Então  Arthur com a barba grande adentrava a grande sala, com todas as honras, era abraçado pelo seu pai e irmão mais novo, porém percebeu um semblante triste em sua mãe, que logo lhe abraçou e o beijou falando

- Graças Divinas pelo seu retorno.

- Sim, dessa vez vim de vez, darei baixa no próximo mês, mas onde está a minha amada esposa, quero conhecer meu filho, estou muito ansioso.

Todos se entreolharam e Afonso , pai de Arthur o abraçou e disse:

- Tivemos um surto de cólera e Cora e alguns familiares dela se contaminaram, inclusive o pequeno Ramon.

- Pelos céus, estão isolados, quero vê-los agora.

- Meu filho, Cora não resistiu, assim como o pai dela, dois irmãos.

- Mamãe, mamãe não pode ser.

- Mas e meu filho.

- Tinha apenas 1 mês de vida, e não resistiu.

Arthur ficou em choque, foi puxado calmamente até o gabinete de seu pai, onde pode ler os obituários de sua mulher e filho, olhou ara o pai desolado e chorou.

- O que essa traidora veio fazer aqui ?

- A criança nasceu, elas estão bem com algumas dificuldades, dei uma das vacas

- Joana, Joana você já foi mais firme.

- Bom é nosso herdeiro e ponto final.

- Tudo bem, espero que Amélia encontre um bom partido.

- Estou orando por isso meu marido.

Arthur estava arrasado com a morte de sua esposa, mulher a qual foi traída durante os três anos em que o marido servia o exercito do Rei, se sentia culpado, havia prometido um neto Homem ao seu pai, pensou em Sabrina, e na criança, mesmo bastardo tinha seu sangue, e pensou, mas resmungou:

"EU SOU UM DESGRAÇADO , TENHO DOIS FILHOS MORTOS NO CÉU, E UM EU MANDEI MATAR"

- Quem você mandou matar meu filho ?

- Papai, eu falei alto meus pensamentos, minhas culpas, meus fantasmas.

- Que culpas rapaz, no exército ou se mata ou se morre, você está aqui, eu sei que tirou apenas vidas necessárias.

- Não meu pai, não. Sou culpado pela morte de Cora  e o pequeno Ramon, seu neto, e herdeiro.

- Como assim culpado, você está longe um ano, veio os ver , concebeu seu filho com amor, e voltou a lutar por nós, não tem culpa nenhuma, perdemos pessoas do nosso sangue também.
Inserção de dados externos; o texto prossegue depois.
impl Mover {
    /// Calls into the move-set: co-moved and target callers call directly, everyone else
    /// through a field of the target type.
    fn rewrite_incoming(&mut self, tx: &mut Transaction) -> Result<(), EditError> {
        let model = tx.model();
        let refs = find_references_of(model, &self.plan.move_set);
        self.touched.extend(refs.iter().map(|r| r.caller_type.clone()));
        self.touched.insert(self.plan.source.clone());
        self.touched.insert(self.plan.target.clone());
        self.gc_candidates = fields_of_types(model, &self.touched);

        let mut batch = EditBatch::new();
        let mut rewriter =
            ReferenceRewriter::new(model, &mut batch, &mut self.injector, self.field_visibility);
        for reference in &refs {
            let placement = classify(model, reference, &self.plan.move_set, &self.plan.target);
            if placement != CallerPlacement::Moving {
                self.outside_callers
                    .entry(reference.callee.clone())
                    .or_default()
                    .insert(reference.caller_type.clone());
            }
            match placement {
                CallerPlacement::Moving | CallerPlacement::InTarget => {
                    rewriter.rewrite_to_internal_call(reference);
                }
                CallerPlacement::Elsewhere => {
                    rewriter.rewrite_through_receiver(
                        reference,
                        &reference.caller_type,
                        &self.plan.target,
                    );
                }
            }
        }
        self.conflicts.extend(rewriter.into_conflicts());
        self.flush(tx, batch, "rewrite-incoming")
    }

    /// Moved code calling methods that stay, or reading fields of the source type: route it
    /// through a source-typed field of the target and widen what the target cannot see.
    fn rewrite_outgoing(&mut self, tx: &mut Transaction) -> Result<(), EditError> {
        let model = tx.model();
        let source = &self.plan.source;
        let target = &self.plan.target;
        self.external_types =
            find_external_types_referenced_in_methods(model, &self.plan.move_set, source, target);
        let needed = required_visibility(model, target, source);

        let refs: Vec<Reference> = find_references_of(model, &self.plan.stay_set)
            .into_iter()
            .filter(|r| r.caller_in(&self.plan.move_set))
            .collect();
        let usages: Vec<&FieldUsage> = self
            .plan
            .moved
            .iter()
            .flat_map(|method| model.field_usages_in(method))
            .filter(|usage| &usage.field.owner == source)
            .filter(|usage| {
                external_field_type(model, &usage.field, &self.external_types).is_none()
            })
            .collect();

        let mut batch = EditBatch::new();
        let mut rewriter =
            ReferenceRewriter::new(model, &mut batch, &mut self.injector, self.field_visibility);
        for reference in &refs {
            rewriter.rewrite_through_receiver(reference, target, source);
        }
        let mut fields = BTreeSet::new();
        for usage in usages {
            if rewriter.rewrite_field_access(usage, target, source) {
                fields.insert(usage.field.clone());
            }
        }
        self.conflicts.extend(rewriter.into_conflicts());

        let methods: BTreeSet<&MethodId> = refs.iter().map(|r| &r.callee).collect();
        for decl in methods.into_iter().filter_map(|m| model.method(m)) {
            batch.extend(widen_edit(
                model,
                &decl.file,
                decl.visibility,
                decl.visibility_range,
                decl.modifiers_start,
                needed,
            ));
        }
        for decl in fields.iter().filter_map(|f| model.field(f)) {
            batch.extend(widen_edit(
                model,
                &decl.file,
                decl.visibility,
                decl.visibility_range,
                decl.modifiers_start,
                needed,
            ));
        }
        self.flush(tx, batch, "rewrite-outgoing")
    }

    /// Gives the target a field of every other type the moved code calls into, and points
    /// moved accesses of source fields of those types at the target's own field.
    fn inject_dependencies(&mut self, tx: &mut Transaction) -> Result<(), EditError> {
        let model = tx.model();
        let target = &self.plan.target;
        let mut batch = EditBatch::new();
        for ty in &self.external_types {
            self.injector.inject_field_if_needed(
                model,
                &mut batch,
                target,
                ty,
                self.field_visibility,
            );
        }

        let usages: Vec<(&FieldUsage, TypeName)> = self
            .plan
            .moved
            .iter()
            .flat_map(|method| model.field_usages_in(method))
            .filter(|usage| usage.field.owner == self.plan.source)
            .filter_map(|usage| {
                external_field_type(model, &usage.field, &self.external_types)
                    .map(|ty| (usage, ty))
            })
            .collect();
        let mut rewriter =
            ReferenceRewriter::new(model, &mut batch, &mut self.injector, self.field_visibility);
        for (usage, ty) in &usages {
            rewriter.rewrite_field_to_own(usage, target, ty);
        }
        self.conflicts.extend(rewriter.into_conflicts());
        self.flush(tx, batch, "inject-dependencies")
    }

    fn add_imports(&mut self, tx: &mut Transaction) -> Result<(), EditError> {
        let model = tx.model();
        let Some(file) = model.type_decl(&self.plan.target).map(|d| d.file.clone()) else {
            return Ok(());
        };
        let used: BTreeSet<UsedType> = self
            .plan
            .moved
            .iter()
            .flat_map(|method| collect_used_types(model, method))
            .collect();
        let mut batch = EditBatch::new();
        for used in used
            .iter()
            .filter(|used| import_needed(model, &self.plan.target, used))
        {
            batch.add_import(model, &file, used.import_path());
        }
        self.flush(tx, batch, "add-imports")
    }

    /// Copies the moved methods to the end of the target body, then deletes the originals.
    fn transplant(&mut self, tx: &mut Transaction) -> Result<(), EditError> {
        let model = tx.model();
        let (Some(source_decl), Some(target_decl)) = (
            model.type_decl(&self.plan.source),
            model.type_decl(&self.plan.target),
        ) else {
            return Ok(());
        };
        let (Some(source_text), Some(target_text)) = (
            model.file_text(&source_decl.file),
            model.file_text(&target_decl.file),
        ) else {
            return Ok(());
        };

        let indent = member_indent(target_text, target_decl.body_range);
        let mut blocks = Vec::with_capacity(self.plan.moved.len());
        let mut deletions = Vec::with_capacity(self.plan.moved.len());
        for decl in self.plan.moved.iter().filter_map(|m| model.method(m)) {
            let lines = expand_to_lines(source_text, decl.range);
            let visibility = self.moved_visibility(model, &decl.id, decl.visibility);
            let local: Vec<TextEdit> = modifier_edit(
                &decl.file,
                source_text,
                decl.visibility_range,
                decl.modifiers_start,
                visibility,
            )
            .map(|edit| {
                let range = TextRange::new(
                    edit.range.start - lines.start,
                    edit.range.end - lines.start,
                );
                TextEdit::replace(edit.file, range, edit.replacement)
            })
            .into_iter()
            .collect();
            let text = apply_text_edits(lines.slice(source_text), &local)?;
            let mut block = indent_block(&dedent_block(&text), &indent);
            if !block.ends_with('\n') {
                block.push('\n');
            }
            blocks.push(block);
            deletions.push(member_deletion_range(source_text, decl.range));
        }
        if blocks.is_empty() {
            return Ok(());
        }

        let mut batch = EditBatch::new();
        let (at, insertion) =
            insert_before_close(target_text, target_decl.body_range, &blocks.join("\n"));
        batch.push(TextEdit::insert(target_decl.file.clone(), at, insertion));
        for range in merge_ranges(source_text, deletions).into_iter().rev() {
            batch.push(TextEdit::delete(source_decl.file.clone(), range));
        }
        self.flush(tx, batch, "transplant")
    }

    /// Deletes fields of touched types that the move left without references, until no more
    /// become unreferenced.
    fn collect_unused_fields(&mut self, tx: &mut Transaction) -> Result<(), EditError> {
        let mut candidates = self.gc_candidates.clone();
        candidates.extend(
            self.injector
                .injected()
                .iter()
                .map(|field| FieldId::new(field.owner.clone(), field.name.clone())),
        );
        loop {
            let model = tx.model();
            let dead: BTreeSet<FieldId> = candidates
                .iter()
                .filter(|field| model.field(field).is_some())
                .filter(|field| model.find_field_references(field).is_empty())
                .cloned()
                .collect();
            if dead.is_empty() {
                return Ok(());
            }
            let mut batch = EditBatch::new();
            batch.extend(field_deletions(model, &dead));
            self.flush(tx, batch, "collect-fields")?;
            candidates.retain(|field| !dead.contains(field));
            self.removed_fields.extend(dead);
        }
    }

    fn normalize_imports(&mut self, tx: &mut Transaction) -> Result<(), EditError> {
        let model = tx.model();
        let files: BTreeSet<FileId> = [&self.plan.source, &self.plan.target]
            .into_iter()
            .filter_map(|ty| model.type_decl(ty).map(|d| d.file.clone()))
            .collect();
        let mut batch = EditBatch::new();
        for file in &files {
            batch.extend(unused_import_edits(model, file));
        }
        self.flush(tx, batch, "normalize-imports")
    }

    fn flush(
        &mut self,
        tx: &mut Transaction,
        batch: EditBatch,
        phase: &'static str,
    ) -> Result<(), EditError> {
        tx.flush(batch, phase)?;
        self.injector.settle();
        Ok(())
    }

    /// Least visibility every outside caller needs. Without outside callers the root keeps its
    /// own and helpers become private.
    fn moved_visibility(
        &self,
        model: &dyn SymbolModel,
        method: &MethodId,
        declared: Visibility,
    ) -> Visibility {
        match self.outside_callers.get(method) {
            Some(callers) if !callers.is_empty() => callers
                .iter()
                .map(|caller| required_visibility(model, caller, &self.plan.target))
                .fold(Visibility::Private, Visibility::widen),
            _ if method == &self.plan.root => declared,
            _ => Visibility::Private,
        }
    }

    fn finish(self, tx: Transaction) -> MoveOutcome {
        let Mover {
            plan,
            injector,
            conflicts,
            removed_fields,
            ..
        } = self;
        let stayed: Vec<StayedMethod> = plan
            .group
            .iter()
            .filter(|(_, movable)| !movable)
            .filter_map(|(method, _)| {
                plan.group.reason(method).map(|reason| StayedMethod {
                    method: method.clone(),
                    reason: reason.clone(),
                })
            })
            .collect();
        // Injected fields that were collected again are not worth reporting.
        let injected_fields = injector
            .injected()
            .iter()
            .filter(|field| {
                !removed_fields
                    .iter()
                    .any(|r| r.owner == field.owner && r.name == field.name)
            })
            .cloned()
            .collect();
        let removed_fields = removed_fields
            .into_iter()
            .filter(|r| {
                !injector
                    .injected()
                    .iter()
                    .any(|field| r.owner == field.owner && r.name == field.name)
            })
            .collect();
        let report = MoveReport {
            root: plan.root.clone(),
            target: plan.target.clone(),
            helpers: plan
                .moved
                .iter()
                .filter(|m| **m != plan.root)
                .cloned()
                .collect(),
            stayed: stayed.clone(),
            injected_fields,
            removed_fields,
            conflicts,
        };
        MoveOutcome {
            moved: plan.moved,
            stayed,
            edit: tx.commit(),
            report,
        }
    }
}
- Me perdoa, eu conheci uma donzela, de pele escura, que brilhava, sorriso branco e largo. 

- Não estou te entendo Arthur, eu imaginei que você não passaria um ano, dois, três sem mulheres, comum isso no exército, eu mesmo....
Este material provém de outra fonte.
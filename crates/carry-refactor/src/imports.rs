//! Import list maintenance.

use carry_core::{FileId, TextEdit, TextRange};
use carry_java::{SymbolModel, TypeName};

use crate::references::UsedType;

fn package_of(path: &str) -> &str {
    path.rsplit_once('.').map_or("", |(package, _)| package)
}

fn is_implicit(path: &str) -> bool {
    path.strip_prefix("java.lang.")
        .is_some_and(|rest| !rest.contains('.'))
}

/// Source text for a reference to `ty` written inside `context`, plus the import that makes it
/// resolve when one is needed.
///
/// Falls back to the qualified name when the simple name already means something else there.
pub(crate) fn type_reference(
    model: &dyn SymbolModel,
    context: &TypeName,
    ty: &TypeName,
) -> (String, Option<String>) {
    let simple = ty.simple_name().to_string();
    match model.resolve_type(context, &simple) {
        Some(resolved) if &resolved == ty => return (simple, None),
        Some(_) => return (ty.to_string(), None),
        None => {}
    }
    let clashes = model
        .type_decl(context)
        .and_then(|decl| model.file_header(&decl.file))
        .is_some_and(|header| {
            header.imports.iter().any(|import| {
                !import.is_static
                    && import.imported_name() == Some(simple.as_str())
                    && import.path != ty.as_str()
            })
        });
    if clashes {
        (ty.to_string(), None)
    } else {
        (simple, Some(ty.to_string()))
    }
}

/// Whether code moved into `context` needs an import for `used`.
pub(crate) fn import_needed(model: &dyn SymbolModel, context: &TypeName, used: &UsedType) -> bool {
    let Some(decl) = model.type_decl(context) else {
        return false;
    };
    let package = decl.package.as_deref().unwrap_or("");
    let imports = model
        .file_header(&decl.file)
        .map(|h| h.imports.as_slice())
        .unwrap_or_default();
    let path = used.import_path();
    if imports.iter().any(|i| !i.is_static && i.path == path) {
        return false;
    }
    match used {
        UsedType::OnDemand(path) => path.trim_end_matches(".*") != package,
        UsedType::Qualified(path) => {
            if is_implicit(path) {
                return false;
            }
            let ty = TypeName::new(path.clone());
            match model.type_decl(&ty) {
                Some(used_decl) => match &used_decl.outer {
                    Some(outer) => !model.is_within(context, outer),
                    None => used_decl.package.as_deref().unwrap_or("") != package,
                },
                None => package_of(path) != package,
            }
        }
    }
}

/// Whether `file` already carries the single-type import `path`.
pub(crate) fn is_imported(model: &dyn SymbolModel, file: &FileId, path: &str) -> bool {
    model
        .file_header(file)
        .is_some_and(|header| header.imports.iter().any(|i| !i.is_static && i.path == path))
}

/// One edit adding an `import` line for each of `paths` to `file`, after the last import or
/// else after the package clause. `None` if the file already imports all of them.
pub(crate) fn import_edit(
    model: &dyn SymbolModel,
    file: &FileId,
    paths: &[String],
) -> Option<TextEdit> {
    let header = model.file_header(file)?;
    let lines: String = paths
        .iter()
        .filter(|path| !is_imported(model, file, path))
        .map(|path| format!("import {path};\n"))
        .collect();
    if lines.is_empty() {
        return None;
    }
    let edit = match (header.imports.last(), header.package_range) {
        (Some(last), _) => {
            let text = model.file_text(file)?;
            let prefix = if text[..last.range.end].ends_with('\n') { "" } else { "\n" };
            TextEdit::insert(file.clone(), last.range.end, format!("{prefix}{lines}"))
        }
        (None, Some(package)) => TextEdit::insert(
            file.clone(),
            package.end,
            format!("\n\n{}", lines.trim_end_matches('\n')),
        ),
        (None, None) => TextEdit::insert(file.clone(), 0, format!("{lines}\n")),
    };
    Some(edit)
}

/// Deletions for every unused import of `file`.
///
/// When the whole import list goes, the blank line that separated it from the declarations
/// goes with it.
pub(crate) fn unused_import_edits(model: &dyn SymbolModel, file: &FileId) -> Vec<TextEdit> {
    let (Some(header), Some(text)) = (model.file_header(file), model.file_text(file)) else {
        return Vec::new();
    };
    let unused = model.unused_imports(file);
    let mut ranges: Vec<TextRange> = unused.iter().map(|i| i.range).collect();
    if !unused.is_empty() && unused.len() == header.imports.len() {
        if let Some(last) = ranges.iter_mut().max_by_key(|r| r.end) {
            let rest = &text[last.end..];
            let blank = rest.len() - rest.trim_start_matches([' ', '\t']).len();
            if rest[blank..].starts_with('\n') {
                last.end += blank + 1;
            }
        }
    }
    ranges
        .into_iter()
        .map(|range| TextEdit::delete(file.clone(), range))
        .collect()
}

#[cfg(test)]
mod tests {
    use super::*;
    use carry_core::apply_text_edits;
    use carry_java::JavaIndex;
    use pretty_assertions::assert_eq;
    use std::collections::BTreeMap;

    fn index(files: &[(&str, &str)]) -> JavaIndex {
        let files: BTreeMap<FileId, String> = files
            .iter()
            .map(|(path, text)| (FileId::new(*path), text.to_string()))
            .collect();
        JavaIndex::new(&files)
    }

    const ORDER: &str = "package shop;

public class Order {
    public static class Line {}
}
";

    #[test]
    fn type_references_import_only_when_needed() {
        let billing = "package billing;\n\nclass Invoice {}\n";
        let local = "package shop;\n\nclass Cart {}\n";
        let index = index(&[
            ("shop/Order.java", ORDER),
            ("billing/Invoice.java", billing),
            ("shop/Cart.java", local),
        ]);
        let order = TypeName::new("shop.Order");
        assert_eq!(
            type_reference(&index, &TypeName::new("billing.Invoice"), &order),
            ("Order".to_string(), Some("shop.Order".to_string()))
        );
        assert_eq!(
            type_reference(&index, &TypeName::new("shop.Cart"), &order),
            ("Order".to_string(), None)
        );
        assert_eq!(
            type_reference(&index, &TypeName::new("shop.Cart"), &TypeName::new("shop.Order.Line")),
            ("Line".to_string(), Some("shop.Order.Line".to_string()))
        );
    }

    #[test]
    fn clashing_simple_names_stay_qualified() {
        let billing = "package billing;\n\nimport legacy.Order;\n\nclass Invoice {}\n";
        let index = index(&[("shop/Order.java", ORDER), ("billing/Invoice.java", billing)]);
        assert_eq!(
            type_reference(&index, &TypeName::new("billing.Invoice"), &TypeName::new("shop.Order")),
            ("shop.Order".to_string(), None)
        );
    }

    #[test]
    fn import_needs_follow_package_and_nesting() {
        let billing = "package billing;\n\nimport java.util.List;\n\nclass Invoice {}\n";
        let index = index(&[("shop/Order.java", ORDER), ("billing/Invoice.java", billing)]);
        let invoice = TypeName::new("billing.Invoice");
        let needed = |used: UsedType| import_needed(&index, &invoice, &used);
        assert!(!needed(UsedType::Qualified("java.lang.String".into())));
        assert!(!needed(UsedType::Qualified("java.util.List".into())));
        assert!(needed(UsedType::Qualified("java.util.Map".into())));
        assert!(needed(UsedType::Qualified("shop.Order".into())));
        assert!(needed(UsedType::Qualified("shop.Order.Line".into())));
        assert!(needed(UsedType::OnDemand("java.io.*".into())));
        assert!(!needed(UsedType::OnDemand("billing.*".into())));
    }

    fn paths(paths: &[&str]) -> Vec<String> {
        paths.iter().map(|p| p.to_string()).collect()
    }

    #[test]
    fn imports_go_after_the_last_import_or_the_package() {
        let with_imports = "package a;\n\nimport java.util.List;\n\nclass A {}\n";
        let bare = "package a;\n\nclass B {}\n";
        let index = index(&[("A.java", with_imports), ("B.java", bare)]);

        let a = FileId::new("A.java");
        let edit = import_edit(&index, &a, &paths(&["java.util.Map"])).unwrap();
        assert_eq!(
            apply_text_edits(with_imports, &[edit]).unwrap(),
            "package a;\n\nimport java.util.List;\nimport java.util.Map;\n\nclass A {}\n"
        );
        assert!(import_edit(&index, &a, &paths(&["java.util.List"])).is_none());

        let edit = import_edit(&index, &FileId::new("B.java"), &paths(&["java.util.Map"])).unwrap();
        assert_eq!(
            apply_text_edits(bare, &[edit]).unwrap(),
            "package a;\n\nimport java.util.Map;\n\nclass B {}\n"
        );
    }

    #[test]
    fn several_imports_into_a_file_without_imports_stay_contiguous() {
        let bare = "package a;\n\nclass B {}\n";
        let no_package = "class C {}\n";
        let index = index(&[("B.java", bare), ("C.java", no_package)]);
        let wanted = paths(&["java.util.List", "java.util.Map"]);

        let edit = import_edit(&index, &FileId::new("B.java"), &wanted).unwrap();
        assert_eq!(
            apply_text_edits(bare, &[edit]).unwrap(),
            "package a;\n\nimport java.util.List;\nimport java.util.Map;\n\nclass B {}\n"
        );
        let edit = import_edit(&index, &FileId::new("C.java"), &wanted).unwrap();
        assert_eq!(
            apply_text_edits(no_package, &[edit]).unwrap(),
            "import java.util.List;\nimport java.util.Map;\n\nclass C {}\n"
        );
    }

    #[test]
    fn removing_every_import_removes_the_separator() {
        let text = "package a;\n\nimport java.util.List;\nimport java.util.Map;\n\nclass A {}\n";
        let index = index(&[("A.java", text)]);
        let edits = unused_import_edits(&index, &FileId::new("A.java"));
        assert_eq!(
            apply_text_edits(text, &edits).unwrap(),
            "package a;\n\nclass A {}\n"
        );
    }
}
- Não, não, não cortezãs tudo bem, Sabrina era donzela, 17 anos, pura fui seu primeiro homem, me apaixonei jurei casamento.

- Mas meu filho, você tem noção de quem você é ? Por favor.

- Deixe-me terminar meu pai, ela engravidou, acreditou que eu a pediria em casamento , eu dei-lhe dinheiro para ir a fada dos Anjos. Joguei o dinheiro aos seus pais, ela chorava inconsolável com medo de sua família, e fugi dalí.

Helena mãe de Arthur ouvira tudo, abrindo a porta indo até o filho e lhe desferindo uma bofetada.

- Não foi para isso que te dei as melhores tutoras, te dei a melhor educação, mandar uma mulher abortar, matar uma criança, é crime em nosso reino, eu deveria te denunciar, que decepção Arthur, pois arrume suas coisas, e retorne para o exército.

- Mamãe não me deixe pior do que estou.

- Tudo bem Helena, ele é Jovem e se casará e nos dará netos.

- Sim, mas tomei uma decisão.

- Qual ?

- Retornarei no próximo mês e seguirei carreira, voltarei a cada um ou dois anos, podem preparar um nova esposa, me casearei, e quando for assumir o reino, eu voltarei de vez.

- Muito bem meu filho.

Sabrina e Amélia trabalhavam dia a dia, junto da criança que já havia nascido, aos poucos seus pais foram se aproximando e fizeram as pazes, porém Sabrina preferiu continuar onde estava, logo Amélia se casou.

Já Arthur estava seguindo firme no regimento, e continuava a encontrar com mulheres em todas os vilarejos, ficou noivo se casou, porém não teve filhos, após cinco anos mais uma vez enviuvou, e decidiu nãos e casar, o que deixava o Rei e a Rainha desesperados, pois sem Herdeiros, o reino passaria para outros integrantes da família.